Ça y est, c’est fini. Le dernier rassemblement des athlètes s’est tenu hier après-midi à 17h au stade Paul-Julius Bénard de St-Paul. Ils ont tous défilés pour la dernière fois, et force est de constater que tout s’est déroulé dans l’indifférence totale et que beaucoup d’athlètes n’ont pas daigné être présents pour cette ultime journée. La mascotte Ti-Bayoun (mascotte) tire donc sa révérence après 10 jours où conflits internes et incompréhensions auront volé la vedette à la compétition elle-même.
La cérémonie de clôture d’hier après-midi a été sobre, pour dire le moins. Elle a débuté à 16h45. Juste avant, le public présent a eu droit à un show de hip-hop orchestré par de jeunes danseurs pendant un peu moins d’une demi-heure avant que les athlètes ne fassent leur entrée pour le défilé. C’est le président du comité d’organisateur des Jeux (Coji), Thierry Grimaud, qui a prononcé le premier discours en demandant à tous ceux présents au stade s’ils avaient vécu comme lui le même engouement populaire, la même ferveur, vibré devant les exploits sportifs et devant l’esprit de compétition présent dans tous les stades et autres gymnases de La Réunion.
Car lui, en tant que président du comité organisateur, il a vécu toutes les émotions possibles. « Même si tout ne fut pas parfait, je demande le respect pour les bénévoles, ceux qui ont travaillé dans le transport, dans la restauration, les hôtesses, les responsables des sites et autres. Je vous demande de les applaudir chaleureusement. Le Coji doit tirer les enseignements que ce soit dans la réussite ou dans les difficultés ».
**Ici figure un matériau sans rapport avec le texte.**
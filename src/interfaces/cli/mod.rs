// ============================================================
// CLI DRIVER
// ============================================================
// Terminal shell that plays the navigation layer between the screens

use crate::application::{ChartRenderUseCase, CsvSummarizer};
use crate::domain::chart::ChartType;
use crate::domain::error::{AppError, Result};
use crate::infrastructure::config::RenderConfig;
use crate::infrastructure::file_source::LocalFileSource;
use crate::infrastructure::render::HttpRenderClient;
use crate::interfaces::screens::{ResultScreen, ResultView, SelectionScreen};
use std::sync::Arc;
use tracing::info;

const USAGE: &str = "Usage: statviz <csv-file> [chart-type]

Dynamic statistics visualization generator: parses a CSV file, prints
per-column summary statistics, and asks the rendering service for a chart.
Chart types: bar (default), line, hist, area, box.";

pub struct CliArgs {
    pub path: String,
    pub chart_type: ChartType,
}

/// Parse command-line arguments: a CSV path and an optional chart type
pub fn parse_args<I>(mut args: I) -> Result<CliArgs>
where
    I: Iterator<Item = String>,
{
    let path = args.next().ok_or_else(|| {
        AppError::ValidationError(format!("Missing CSV file argument.\n\n{}", USAGE))
    })?;

    let chart_type = match args.next() {
        Some(raw) => raw.parse::<ChartType>()?,
        None => ChartType::default(),
    };

    if args.next().is_some() {
        return Err(AppError::ValidationError(format!(
            "Too many arguments.\n\n{}",
            USAGE
        )));
    }

    Ok(CliArgs { path, chart_type })
}

fn format_stat(value: Option<f64>) -> String {
    match value {
        Some(value) => format!("{}", value),
        None => "n/a".to_string(),
    }
}

/// Render the result view for the terminal
pub fn format_result(view: &ResultView) -> String {
    let mut out = String::new();
    out.push_str(&format!(
        "File: {} ({} rows)\n",
        view.file_name,
        view.dataset.len()
    ));

    for (column, stats) in view.summary.iter() {
        out.push_str(&format!("\n{}\n", column));
        out.push_str(&format!("  Mean: {}\n", format_stat(stats.mean)));
        out.push_str(&format!("  Median: {}\n", format_stat(stats.median)));
        out.push_str(&format!("  Mode: {}\n", format_stat(stats.mode)));
    }

    if let Some(image_url) = &view.image_url {
        out.push_str(&format!("\nChart image: {}\n", image_url));
    } else if let Some(warning) = &view.warning {
        out.push_str(&format!("\nWarning: {}\n", warning));
    }

    out
}

/// Drive the full screen flow once: pick, submit, load, print.
pub async fn run() -> Result<()> {
    let args = parse_args(std::env::args().skip(1))?;
    let config = RenderConfig::load()?;
    info!(base_url = %config.base_url, "using render service");

    let mut selection = SelectionScreen::new();
    let source = LocalFileSource::new(&args.path);
    if !selection.pick_file(&source).await? {
        println!("No file selected.");
        return Ok(());
    }
    selection.set_chart_type(args.chart_type);
    let payload = selection.submit()?;

    println!(
        "Generating {} for {}...",
        payload.chart_type.label(),
        payload.file_name
    );

    let summarizer = CsvSummarizer::new();
    let renderer = ChartRenderUseCase::new(Arc::new(HttpRenderClient::new(&config)));
    let mut result_screen = ResultScreen::new();
    let view = result_screen.load(&payload, &summarizer, &renderer).await?;

    print!("{}", format_result(&view));
    Ok(())
}
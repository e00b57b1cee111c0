// ============================================================
// SCREEN FLOW
// ============================================================
// Headless state machines for the selection and result screens

mod result;
mod selection;

pub use result::{ResultScreen, ResultView, ScreenState, UNSUPPORTED_FORMAT_WARNING};
pub use selection::{ChartPayload, SelectionScreen};
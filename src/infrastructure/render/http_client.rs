use super::RenderClient;
use crate::domain::chart::ChartType;
use crate::domain::error::{AppError, Result};
use crate::infrastructure::config::RenderConfig;
use async_trait::async_trait;
use serde::{Deserialize, Serialize};

#[derive(Serialize)]
struct ConvertRequest<'a> {
    file: &'a str,
    graph_type: &'a str,
}

// The service may also return a `statistics` member; the front-end always
// computes its own summary, so unknown members are ignored.
#[derive(Deserialize)]
struct ConvertResponse {
    image_url: String,
}

/// HTTP client for the rendering service's `POST /convert` endpoint
pub struct HttpRenderClient {
    client: reqwest::Client,
    base_url: String,
}

impl HttpRenderClient {
    pub fn new(config: &RenderConfig) -> Self {
        Self {
            client: reqwest::Client::builder()
                .timeout(std::time::Duration::from_secs(config.timeout_secs))
                .build()
                .unwrap_or_else(|_| reqwest::Client::new()),
            base_url: config.base_url.trim_end_matches('/').to_string(),
        }
    }
}

#[async_trait]
impl RenderClient for HttpRenderClient {
    async fn render_chart(&self, file_base64: &str, chart_type: ChartType) -> Result<String> {
        let url = format!("{}/convert", self.base_url);
        let body = ConvertRequest {
            file: file_base64,
            graph_type: chart_type.as_str(),
        };

        let response = self
            .client
            .post(&url)
            .header("Content-Type", "application/json")
            .json(&body)
            .send()
            .await
            .map_err(|e| AppError::RenderError(format!("Request failed: {}", e)))?;

        if !response.status().is_success() {
            let status = response.status();
            let text = response.text().await.unwrap_or_default();
            return Err(AppError::RenderError(format!(
                "Render service error ({}): {}",
                status, text
            )));
        }

        let json: ConvertResponse = response
            .json()
            .await
            .map_err(|e| AppError::RenderError(format!("Failed to parse JSON: {}", e)))?;

        Ok(json.image_url)
    }
}
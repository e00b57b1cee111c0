mod http_client;

use crate::domain::chart::ChartType;
use crate::domain::error::Result;
use async_trait::async_trait;

pub use http_client::HttpRenderClient;

/// Client for the external chart rendering service.
///
/// One request per screen instance; the caller treats every failure
/// uniformly, so implementations only need to describe what went wrong.
#[async_trait]
pub trait RenderClient {
    /// Submit a base64-encoded CSV payload and return the raw image
    /// reference from the service, un-normalized.
    async fn render_chart(&self, file_base64: &str, chart_type: ChartType) -> Result<String>;
}
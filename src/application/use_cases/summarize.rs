// ============================================================
// CSV SUMMARIZATION USE CASE
// ============================================================
// Parse raw CSV text and compute per-column statistics

use crate::domain::csv::{Dataset, Summary};
use crate::domain::error::Result;
use crate::infrastructure::csv::CsvParser;
use tracing::info;

/// Result of parsing one CSV payload
#[derive(Debug, Clone, PartialEq)]
pub struct ParsedCsv {
    pub dataset: Dataset,
    pub summary: Summary,
}

/// CSV summarization use case.
///
/// Pure with respect to its input: the same text always yields the same
/// dataset and summary, and nothing is retained between calls.
pub struct CsvSummarizer;

impl CsvSummarizer {
    pub fn new() -> Self {
        Self
    }

    /// Parse CSV text and summarize every header column
    pub fn summarize(&self, content: &str) -> Result<ParsedCsv> {
        let delimiter = CsvParser::detect_delimiter(content);
        let dataset = CsvParser::new()
            .with_delimiter(delimiter)
            .parse_content(content)?;
        let summary = Summary::of(&dataset);

        info!(
            rows = dataset.len(),
            columns = summary.len(),
            "parsed CSV content"
        );

        Ok(ParsedCsv { dataset, summary })
    }
}

impl Default for CsvSummarizer {
    fn default() -> Self {
        Self::new()
    }
}

#[cfg(test)]
mod tests {
    use super::*;
    use crate::domain::error::AppError;

    const TOLERANCE: f64 = 1e-9;

    fn close(actual: Option<f64>, expected: f64) -> bool {
        matches!(actual, Some(value) if (value - expected).abs() < TOLERANCE)
    }

    #[test]
    fn test_summarizes_numeric_columns() {
        let parsed = CsvSummarizer::new()
            .summarize("a,b\n1,10\n2,20\n3,30\n")
            .unwrap();

        assert_eq!(parsed.dataset.len(), 3);
        assert_eq!(parsed.summary.len(), 2);

        let a = parsed.summary.get("a").unwrap();
        assert!(close(a.mean, 2.0));
        assert!(close(a.median, 2.0));
        // all values appear once; the largest equally-frequent value wins
        assert!(close(a.mode, 3.0));

        let b = parsed.summary.get("b").unwrap();
        assert!(close(b.mean, 20.0));
        assert!(close(b.median, 20.0));
        assert!(close(b.mode, 30.0));
    }

    #[test]
    fn test_non_numeric_cells_are_excluded_from_statistics() {
        let parsed = CsvSummarizer::new()
            .summarize("v\n1\nnot a number\n3\n")
            .unwrap();

        let v = parsed.summary.get("v").unwrap();
        assert!(close(v.mean, 2.0));
        assert_eq!(parsed.dataset.len(), 3);
    }

    #[test]
    fn test_text_only_column_has_empty_summary() {
        let parsed = CsvSummarizer::new().summarize("city\nNYC\nLA\n").unwrap();
        assert!(parsed.summary.get("city").unwrap().is_empty());
    }

    #[test]
    fn test_empty_input_is_parse_error() {
        let result = CsvSummarizer::new().summarize("");
        assert!(matches!(result, Err(AppError::ParseError(_))));
    }

    #[test]
    fn test_summarize_is_idempotent() {
        let summarizer = CsvSummarizer::new();
        let content = "a,b\n4,x\n4,y\n9,z\n";
        assert_eq!(
            summarizer.summarize(content).unwrap(),
            summarizer.summarize(content).unwrap()
        );
    }

    #[test]
    fn test_detects_semicolon_delimiter() {
        let parsed = CsvSummarizer::new().summarize("x;y\n1;2\n3;4\n").unwrap();
        assert_eq!(parsed.summary.len(), 2);
        assert!(close(parsed.summary.get("x").unwrap().mean, 2.0));
    }
}
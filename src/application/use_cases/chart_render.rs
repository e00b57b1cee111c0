// ============================================================
// CHART RENDER USE CASE
// ============================================================
// Encode the CSV payload, request one render, normalize the reference

use crate::domain::chart::ChartType;
use crate::domain::error::Result;
use crate::infrastructure::render::RenderClient;
use base64::{engine::general_purpose::STANDARD as BASE64, Engine as _};
use std::sync::Arc;
use tracing::info;

/// Chart rendering use case
pub struct ChartRenderUseCase {
    client: Arc<dyn RenderClient + Send + Sync>,
}

impl ChartRenderUseCase {
    pub fn new(client: Arc<dyn RenderClient + Send + Sync>) -> Self {
        Self { client }
    }

    /// Send the raw CSV text to the rendering service and return the
    /// normalized image reference.
    pub async fn execute(&self, file_text: &str, chart_type: ChartType) -> Result<String> {
        let encoded = BASE64.encode(file_text);
        let image_url = self.client.render_chart(&encoded, chart_type).await?;

        info!(chart = %chart_type, "render service returned an image reference");

        Ok(normalize_image_url(&image_url))
    }
}

/// References returned by the service can carry Windows path separators;
/// the image loader only accepts forward slashes.
pub fn normalize_image_url(image_url: &str) -> String {
    image_url.replace('\\', "/")
}

#[cfg(test)]
mod tests {
    use super::*;
    use crate::domain::error::AppError;
    use async_trait::async_trait;
    use std::sync::Mutex;

    struct StubRenderClient {
        image_url: String,
        captured: Mutex<Option<(String, ChartType)>>,
    }

    #[async_trait]
    impl RenderClient for StubRenderClient {
        async fn render_chart(&self, file_base64: &str, chart_type: ChartType) -> Result<String> {
            *self.captured.lock().unwrap() = Some((file_base64.to_string(), chart_type));
            Ok(self.image_url.clone())
        }
    }

    struct FailingRenderClient;

    #[async_trait]
    impl RenderClient for FailingRenderClient {
        async fn render_chart(&self, _file_base64: &str, _chart_type: ChartType) -> Result<String> {
            Err(AppError::RenderError("connection refused".to_string()))
        }
    }

    #[test]
    fn test_normalize_image_url() {
        assert_eq!(
            normalize_image_url("http://h/static\\img\\chart.png"),
            "http://h/static/img/chart.png"
        );
        assert_eq!(
            normalize_image_url("http://h/static/chart.png"),
            "http://h/static/chart.png"
        );
    }

    #[tokio::test]
    async fn test_execute_encodes_payload_and_normalizes_result() {
        let client = Arc::new(StubRenderClient {
            image_url: "http://h/static\\chart.png".to_string(),
            captured: Mutex::new(None),
        });
        let use_case = ChartRenderUseCase::new(client.clone());

        let image_url = use_case.execute("a,b\n1,2\n", ChartType::Area).await.unwrap();
        assert_eq!(image_url, "http://h/static/chart.png");

        let (encoded, chart_type) = client.captured.lock().unwrap().clone().unwrap();
        assert_eq!(encoded, BASE64.encode("a,b\n1,2\n"));
        assert_eq!(chart_type, ChartType::Area);
    }

    #[tokio::test]
    async fn test_execute_propagates_client_failure() {
        let use_case = ChartRenderUseCase::new(Arc::new(FailingRenderClient));
        let result = use_case.execute("a\n1\n", ChartType::Bar).await;
        assert!(matches!(result, Err(AppError::RenderError(_))));
    }
}
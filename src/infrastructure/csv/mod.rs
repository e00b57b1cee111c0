// ============================================================
// CSV INFRASTRUCTURE LAYER
// ============================================================
// CSV parsing and delimiter detection

mod parser;

pub use parser::CsvParser;
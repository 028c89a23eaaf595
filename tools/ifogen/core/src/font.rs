//! 8x16 bitmap font to character ROM memory file.

use std::io::Write;

use log::debug;

pub const GLYPH_HEIGHT: usize = 16;
/// The character ROM holds the 7-bit ASCII range.
pub const DEFAULT_GLYPHS: usize = 128;

pub type Glyph = [u8; GLYPH_HEIGHT];

#[derive(Debug, Clone, PartialEq, Eq)]
pub struct Font {
    glyphs: Vec<Glyph>,
}

impl Font {
    /// Takes up to `max_glyphs` glyphs from a raw `.f16`-style dump. A
    /// trailing partial glyph is padded with blank rows.
    pub fn from_bytes(bytes: &[u8], max_glyphs: usize) -> Self {
        let glyphs: Vec<Glyph> = bytes
            .chunks(GLYPH_HEIGHT)
            .take(max_glyphs)
            .map(|chunk| {
                let mut glyph = [0u8; GLYPH_HEIGHT];
                glyph[..chunk.len()].copy_from_slice(chunk);
                glyph
            })
            .collect();

        for code in 0..glyphs.len() {
            debug!("glyph {} at {:#06x}", code, code * GLYPH_HEIGHT);
        }

        Self { glyphs }
    }

    pub fn glyphs(&self) -> &[Glyph] {
        &self.glyphs
    }

    pub fn len(&self) -> usize {
        self.glyphs.len()
    }

    pub fn is_empty(&self) -> bool {
        self.glyphs.is_empty()
    }

    /// `# code: N` followed by one hex byte per glyph row.
    pub fn write_mem<W: Write>(&self, out: &mut W) -> std::io::Result<()> {
        for (code, glyph) in self.glyphs.iter().enumerate() {
            writeln!(out, "# code: {}", code)?;
            for row in glyph {
                writeln!(out, "{:02x}", row)?;
            }
        }
        Ok(())
    }

    /// Renders one glyph as `*` art, MSB on the left.
    pub fn preview(&self, code: usize) -> Option<String> {
        let glyph = self.glyphs.get(code)?;
        let mut art = String::with_capacity(GLYPH_HEIGHT * 9);
        for row in glyph {
            for bit in (0..8).rev() {
                art.push(if (row >> bit) & 1 == 1 { '*' } else { ' ' });
            }
            art.push('\n');
        }
        Some(art)
    }
}

#[cfg(test)]
mod tests {
    use super::*;

    fn font_bytes(glyphs: usize) -> Vec<u8> {
        (0..glyphs * GLYPH_HEIGHT).map(|i| i as u8).collect()
    }

    #[test]
    fn limits_glyph_count() {
        let font = Font::from_bytes(&font_bytes(200), DEFAULT_GLYPHS);
        assert_eq!(font.len(), 128);
    }

    #[test]
    fn pads_partial_glyph() {
        let font = Font::from_bytes(&[0xFF; 20], DEFAULT_GLYPHS);
        assert_eq!(font.len(), 2);
        assert_eq!(font.glyphs()[1][..4], [0xFF; 4]);
        assert_eq!(font.glyphs()[1][4..], [0u8; 12]);
    }

    #[test]
    fn writes_memory_file() {
        let font = Font::from_bytes(&font_bytes(2), DEFAULT_GLYPHS);
        let mut out = Vec::new();
        font.write_mem(&mut out).unwrap();
        let text = String::from_utf8(out).unwrap();
        let lines: Vec<&str> = text.lines().collect();

        assert_eq!(lines.len(), 2 * (GLYPH_HEIGHT + 1));
        assert_eq!(lines[0], "# code: 0");
        assert_eq!(lines[1], "00");
        assert_eq!(lines[16], "0f");
        assert_eq!(lines[17], "# code: 1");
        assert_eq!(lines[18], "10");
    }

    #[test]
    fn previews_bits_msb_first() {
        let mut bytes = vec![0u8; GLYPH_HEIGHT];
        bytes[0] = 0b1000_0001;
        let font = Font::from_bytes(&bytes, 1);
        let art = font.preview(0).unwrap();
        assert_eq!(art.lines().next(), Some("*      *"));
        assert!(font.preview(1).is_none());
    }
}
« Ces applaudissements vont également aux sportifs, qui ont travaillé dur pour être au summum pour ces 10 jours. Une fête est vraiment belle quand tous les invités sont présents. On est tristes que les Comoriens ne soient pas parmi tous. Dès aujourd’hui, il faut savoir se tourner vers l’avenir. Il faut comprendre pour avancer. Je demande aux dirigeants d’être à l’écoute de leurs sportifs. Je fais un appel aux diplomates. Il faut résoudre tous les problèmes car le sport doit être le jeu. Le temps doit être exclusivement consacré au sport », a-t-il ajouté avant de passer la parole au président du Conseil International des Jeux (Cij).
Philippe Hao Thyn Voon a tout d’abord remercié le peuple réunionnais pour son hospitalité et tous les volontaires pour leurs compétences, leur gentillesse. « Vos sourires méritent une médaille d’or », a-t-il dit. Il a aussi remercié le Coji avant de prononcer le traditionnel discours de clôture de ces Jeux. « Je déclare clos cette neuvième édition des Jeux des îles de l’océan Indien et vous donne rendez-vous dans quatre pour la dixième édition ». En effet, le président du Cij n’a pas confirmé quel pays organiserait les prochains Jeux.
On a par la suite eu droit à la traditionnelle passation des pouvoirs. Le moment clé de cette cérémonie fut quand Philippe Hao Thyn Voon remit le drapeau à Ibrahim Ben Ali, président du Comité olympique comorien.
Le public présent a ensuite eu droit à un spectacle animé par les chanteurs venant de La Réunion (Daniel Hoareau), de Maurice (Aubin), entre autres. C’est Ben Jam qui a clôturé les festivités dans l’indifférence la plus totale car une bonne partie des athlètes mauriciens, seychellois et malgaches avait déjà évacué les lieux. Ceux présents paraissaient manquer de vitalité. Peut-être en avaient-ils assez de cette mascarade. On savait déjà que l’esprit des Jeux n’était pas là, mais on espérait seulement qu’il reviendrait le temps de la cérémonie de clôture.